My wife's been kind enough to tell me that I've 'just got writer's block' which is a distinct possibility. However, the idea that my 'block' would be following me into dreamland is somewhat unnerving.

Denis has constantly recommended a little book called 'The War of Art' and so that's on my list to pick up and read over this coming holiday season. I'm hoping it'll prove inspirational.

So far my solution has been to just sit at a keyboard and type it out. Whatever random craziness comes out of me, well, that'll be that. Been doing it for a few days now and it shows no real sign of stopping.

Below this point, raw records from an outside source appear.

//! Recording virtual keyboard for tests.
//!
//! # Why a mock keyboard?
//!
//! The real [`UinputKeyboard`](super::uinput::UinputKeyboard) needs write
//! access to `/dev/uinput` and actually types on the test machine.  The
//! `RecordingKeyboard` replaces every device write with in-memory
//! recording, so tests can assert exactly which events were emitted and in
//! which order.
//!
//! The recorded events live behind an `Arc<Mutex<..>>`.  Cloning the mock
//! shares the recording, so a test can keep one handle while the event loop
//! owns the other:
//!
//! ```ignore
//! let keyboard = RecordingKeyboard::new();
//! let recording = keyboard.clone();
//! let mut event_loop = EventLoop::new(reader, translator_with(keyboard), ..);
//! event_loop.run().await;
//! assert_eq!(recording.events(), vec![KeyboardEvent::Down(KeyCode::A), ..]);
//! ```
//!
//! # `should_fail` flag
//!
//! Set `should_fail = true` to make every call return an error.  This lets
//! tests exercise the "report and keep going" path without a broken device.

use std::sync::{Arc, Mutex, MutexGuard};

use miditokb_core::KeyCode;

use crate::application::emit_keys::{EmitError, VirtualKeyboard};

/// One event written to the mock keyboard.
#[derive(Debug, Clone, Copy, PartialEq, Eq)]
pub enum KeyboardEvent {
    Down(KeyCode),
    Up(KeyCode),
    Sync,
}

/// A keyboard that records events instead of writing to a device.
#[derive(Debug, Clone, Default)]
pub struct RecordingKeyboard {
    events: Arc<Mutex<Vec<KeyboardEvent>>>,
    /// When `true`, every method returns [`EmitError::Device`].
    pub should_fail: bool,
}

impl RecordingKeyboard {
    /// Creates a mock with an empty recording and `should_fail = false`.
    pub fn new() -> Self {
        Self::default()
    }

    /// Creates a mock whose every write fails.
    pub fn failing() -> Self {
        Self {
            should_fail: true,
            ..Self::default()
        }
    }

    /// Returns a snapshot of every event recorded so far.
    pub fn events(&self) -> Vec<KeyboardEvent> {
        self.lock().clone()
    }

    /// Number of sync reports recorded so far.
    pub fn sync_count(&self) -> usize {
        self.lock()
            .iter()
            .filter(|e| matches!(e, KeyboardEvent::Sync))
            .count()
    }

    /// Number of live clones sharing this recording.
    pub fn handle_count(&self) -> usize {
        Arc::strong_count(&self.events)
    }

    fn lock(&self) -> MutexGuard<'_, Vec<KeyboardEvent>> {
        // A panicking test thread must not hide the recording from the others.
        self.events.lock().unwrap_or_else(|poisoned| poisoned.into_inner())
    }

    fn record(&mut self, event: KeyboardEvent) -> Result<(), EmitError> {
        if self.should_fail {
            return Err(EmitError::Device("mock failure".into()));
        }
        self.lock().push(event);
        Ok(())
    }
}

impl VirtualKeyboard for RecordingKeyboard {
    fn key_down(&mut self, key: KeyCode) -> Result<(), EmitError> {
        self.record(KeyboardEvent::Down(key))
    }

    fn key_up(&mut self, key: KeyCode) -> Result<(), EmitError> {
        self.record(KeyboardEvent::Up(key))
    }

    fn sync(&mut self) -> Result<(), EmitError> {
        self.record(KeyboardEvent::Sync)
    }
}
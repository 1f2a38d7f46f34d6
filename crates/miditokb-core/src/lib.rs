//! # miditokb-core
//!
//! Shared library for miditokb containing the MIDI byte-stream matcher, the
//! trigger→action mapping table, and the key name → Linux key code tables.
//!
//! It has zero dependencies on OS APIs, device files, or async runtimes, so
//! every rule that decides *whether* a key chord fires can be tested without a
//! MIDI port or a `/dev/uinput` node.
//!
//! # Architecture overview (for beginners)
//!
//! miditokb turns a MIDI controller into a macro keyboard.  Pressing a pad or
//! key on the controller sends a short burst of MIDI bytes; miditokb looks the
//! note number up in a user-supplied keymap and types the configured key
//! combination (for example `CTRL+ALT+T`) on a virtual keyboard.
//!
//! This crate (`miditokb-core`) is the pure part of that pipeline:
//!
//! - **`protocol`** – How the MIDI byte stream is interpreted.  Transport bytes
//!   (clock ticks, active sensing) are filtered out, and the remaining bytes are
//!   scanned for "note value followed by a non-zero velocity" pairs.
//!
//! - **`domain`** – The mapping table: an ordered list of
//!   `trigger byte → action string` rules loaded from the keymap file.
//!
//! - **`keymap`** – The fixed table of key names (`"CTRL"`, `"A"`, `"F5"`, …)
//!   and the chord parser that turns `"CTRL+ALT+T"` into key codes.

pub mod domain;
pub mod keymap;
pub mod protocol;

pub use domain::mapping::{KeymapFileError, MappingEntry, MappingTable};
pub use keymap::chord::{parse_action, Chord, MAX_CHORD_KEYS};
pub use keymap::linux_input::KeyCode;
pub use keymap::resolve_key_name;
pub use protocol::filter::TransportFilter;
pub use protocol::matcher::{match_triggers, TriggerMatch};
pub use protocol::status::{ByteClass, StatusClassifier};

On the bright side, well, I have got some wacked-out stuff sitting there. Maybe I can use it later on.

Cheers,
Brandon

2 comments:

Michael said...

I will take a chance on such a lame-ass, no-brainer suggestion, Brandon, but do you have a media-arts co-op organization close by?
I am a member of the Island Media Arts Co-Op, based in Charlottetown, P.E.I., and find them to be a very inspirational group for production, learning and interacting.

http://islandmedia.pe.ca/index.php?page=about.html

Just a thought.

Brandon Laraby said...

There are, actually, a few co-ops in Toronto... I've had it on my list to look into them this year... maybe I should get on that sooner than later ;)

Thanks for the suggestion!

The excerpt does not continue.